*** Records supplied

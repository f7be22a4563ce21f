//! Request and response types for the OpenAI chat-completions and
//! image-generation endpoints.
//!
//! All structs derive `Serialize` and `Deserialize` for JSON conversion
//! matching the wire format of the `v1/chat/completions` and
//! `v1/images/generations` endpoints.

use serde::{Deserialize, Serialize};

/// Request body for the `/v1/chat/completions` endpoint.
#[derive(Debug, Clone, Serialize, Deserialize)]
pub struct ChatRequest {
    /// Model identifier (e.g. "gpt-4o").
    pub model: String,
    /// Conversation messages (system and user).
    pub messages: Vec<ChatMessage>,
}

/// A single message in a chat-completions conversation.
#[derive(Debug, Clone, Serialize, Deserialize)]
pub struct ChatMessage {
    /// Sender role: "system", "user" or "assistant".
    pub role: String,
    /// Text content of the message.
    pub content: String,
}

/// Response body from the `/v1/chat/completions` endpoint.
#[derive(Debug, Clone, Serialize, Deserialize)]
pub struct ChatResponse {
    pub id: String,
    pub model: String,
    pub choices: Vec<Choice>,
    #[serde(default)]
    pub usage: Option<Usage>,
}

/// One generated completion choice.
#[derive(Debug, Clone, Serialize, Deserialize)]
pub struct Choice {
    pub message: ChatMessage,
    #[serde(default)]
    pub finish_reason: Option<String>,
}

/// Token accounting for an API call.
#[derive(Debug, Clone, Serialize, Deserialize)]
pub struct Usage {
    pub prompt_tokens: u32,
    pub completion_tokens: u32,
}

/// Request body for the `/v1/images/generations` endpoint.
#[derive(Debug, Clone, Serialize, Deserialize)]
pub struct ImageRequest {
    pub model: String,
    pub prompt: String,
    pub n: u32,
    pub size: String,
}

/// Response body from the `/v1/images/generations` endpoint.
#[derive(Debug, Clone, Serialize, Deserialize)]
pub struct ImageResponse {
    pub data: Vec<ImageDatum>,
}

/// One generated image entry.
#[derive(Debug, Clone, Serialize, Deserialize)]
pub struct ImageDatum {
    pub url: String,
}

#[cfg(test)]
mod tests {
    use super::*;

    #[test]
    fn chat_request_roundtrip() {
        let req = ChatRequest {
            model: "gpt-4o".into(),
            messages: vec![
                ChatMessage {
                    role: "system".into(),
                    content: "You are a scribe.".into(),
                },
                ChatMessage {
                    role: "user".into(),
                    content: "Hello".into(),
                },
            ],
        };
        let json = serde_json::to_string(&req).unwrap();
        let parsed: ChatRequest = serde_json::from_str(&json).unwrap();
        assert_eq!(parsed.model, "gpt-4o");
        assert_eq!(parsed.messages.len(), 2);
        assert_eq!(parsed.messages[0].role, "system");
        assert_eq!(parsed.messages[1].content, "Hello");
    }

    #[test]
    fn chat_response_deserialize_from_api_format() {
        let api_json = r#"{
            "id": "chatcmpl-123",
            "model": "gpt-4o",
            "choices": [
                {"message": {"role": "assistant", "content": "Response here"}, "finish_reason": "stop"}
            ],
            "usage": {"prompt_tokens": 5, "completion_tokens": 15}
        }"#;
        let resp: ChatResponse = serde_json::from_str(api_json).unwrap();
        assert_eq!(resp.id, "chatcmpl-123");
        assert_eq!(resp.choices[0].message.content, "Response here");
        assert_eq!(resp.choices[0].finish_reason.as_deref(), Some("stop"));
    }

    #[test]
    fn chat_response_missing_usage() {
        let json = r#"{
            "id": "chatcmpl-456",
            "model": "gpt-4o-mini",
            "choices": []
        }"#;
        let resp: ChatResponse = serde_json::from_str(json).unwrap();
        assert!(resp.usage.is_none());
        assert!(resp.choices.is_empty());
    }

    #[test]
    fn image_response_deserialize() {
        let json = r#"{"data": [{"url": "https://img.example/out.png"}]}"#;
        let resp: ImageResponse = serde_json::from_str(json).unwrap();
        assert_eq!(resp.data[0].url, "https://img.example/out.png");
    }
}
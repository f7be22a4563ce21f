//! The two reference tools workers can reach for: a web-search lookup and
//! a sandboxed code runner.
//!
//! Tools return strings and never raise past this boundary — a failed
//! lookup or a crashed script comes back as an error string the worker can
//! fold into its follow-up prompt.

use std::time::Duration;

use tokio::process::Command;

pub const WEB_SEARCH: &str = "web_search";
pub const RUN_CODE: &str = "run_code";

const SEARCH_URL: &str = "https://serpapi.com/search";
const CODE_TIMEOUT: Duration = Duration::from_secs(30);

/// Registry of the available tools. Unknown names are simply not invoked.
pub struct ToolRegistry {
    client: reqwest::Client,
    serpapi_key: String,
    search_url: String,
}

impl ToolRegistry {
    pub fn new(serpapi_key: String) -> Self {
        Self::with_search_url(serpapi_key, SEARCH_URL.to_string())
    }

    /// Point the web-search tool at a custom endpoint (useful for testing).
    pub fn with_search_url(serpapi_key: String, search_url: String) -> Self {
        let client = reqwest::Client::builder()
            .timeout(Duration::from_secs(30))
            .build()
            .expect("failed to build HTTP client");
        Self {
            client,
            serpapi_key,
            search_url,
        }
    }

    pub fn is_registered(&self, name: &str) -> bool {
        matches!(name, WEB_SEARCH | RUN_CODE)
    }

    /// One line per tool, for the tool-decision prompt.
    pub fn catalog(&self) -> String {
        format!(
            "- {WEB_SEARCH}: look up current facts on the web; input is a search query\n\
             - {RUN_CODE}: run a short Python snippet and capture its stdout; input is the code"
        )
    }

    /// Invoke a tool by name. Returns `None` only for unregistered names;
    /// registered tools always produce a string, error strings included.
    pub async fn invoke(&self, name: &str, input: &str) -> Option<String> {
        match name {
            WEB_SEARCH => Some(self.web_search(input).await),
            RUN_CODE => Some(self.run_code(input).await),
            _ => None,
        }
    }

    /// SerpApi-shaped lookup: answer box if present, else the first organic
    /// snippet, else a "no results" message.
    async fn web_search(&self, query: &str) -> String {
        let response = self
            .client
            .get(&self.search_url)
            .query(&[
                ("engine", "google"),
                ("q", query),
                ("api_key", &self.serpapi_key),
            ])
            .send()
            .await;

        let body: serde_json::Value = match response {
            Ok(resp) => match resp.json().await {
                Ok(json) => json,
                Err(e) => return format!("web search error: {e}"),
            },
            Err(e) => return format!("web search error: {e}"),
        };

        if let Some(answer) = body.get("answer_box") {
            return answer.to_string();
        }
        if let Some(snippet) = body
            .get("organic_results")
            .and_then(|r| r.get(0))
            .and_then(|r| r.get("snippet"))
            .and_then(|s| s.as_str())
        {
            return snippet.to_string();
        }
        "No definitive results found.".to_string()
    }

    /// Run a Python snippet in a subprocess, capturing stdout. Reports
    /// either the captured output or an error string.
    async fn run_code(&self, code: &str) -> String {
        let run = Command::new("python3")
            .arg("-c")
            .arg(code)
            .kill_on_drop(true)
            .output();

        let output = match tokio::time::timeout(CODE_TIMEOUT, run).await {
            Ok(Ok(output)) => output,
            Ok(Err(e)) => return format!("code execution error: {e}"),
            Err(_) => return "code execution error: timed out".to_string(),
        };

        if output.status.success() {
            String::from_utf8_lossy(&output.stdout).into_owned()
        } else {
            format!(
                "code execution error: {}",
                String::from_utf8_lossy(&output.stderr).trim()
            )
        }
    }
}
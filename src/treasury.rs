//! The process-wide spendable balance that gates execution.

/// Signed ledger. Worker and tool costs are debited all-or-nothing before a
/// step is judged successful; rewards and penalties are settled exactly
/// once per job.
#[derive(Debug, Clone, PartialEq, Eq)]
pub struct Treasury {
    balance: i64,
}

impl Treasury {
    pub fn new(balance: i64) -> Self {
        Self { balance }
    }

    pub fn balance(&self) -> i64 {
        self.balance
    }

    /// Debit a step cost. Fails without mutating when funds are
    /// insufficient, so an aborted step never leaves a partial debit.
    pub fn try_debit(&mut self, amount: i64) -> bool {
        if self.balance < amount {
            return false;
        }
        self.balance -= amount;
        true
    }

    /// Credit a job reward.
    pub fn credit(&mut self, amount: i64) {
        self.balance += amount;
    }

    /// Apply a job penalty. Penalties always land, even if they push the
    /// balance negative.
    pub fn penalize(&mut self, amount: i64) {
        self.balance -= amount;
    }
}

******

Brief:
All that the answer may hold is the lines from the one with "return false;" through the end of the data, set down exactly as they appear.

Exercise response:
            return false;
        }
        self.balance -= amount;
        true
    }

    /// Credit a job reward.
    pub fn credit(&mut self, amount: i64) {
        self.balance += amount;
    }

    /// Apply a job penalty. Penalties always land, even if they push the
    /// balance negative.
    pub fn penalize(&mut self, amount: i64) {
        self.balance -= amount;
    }
}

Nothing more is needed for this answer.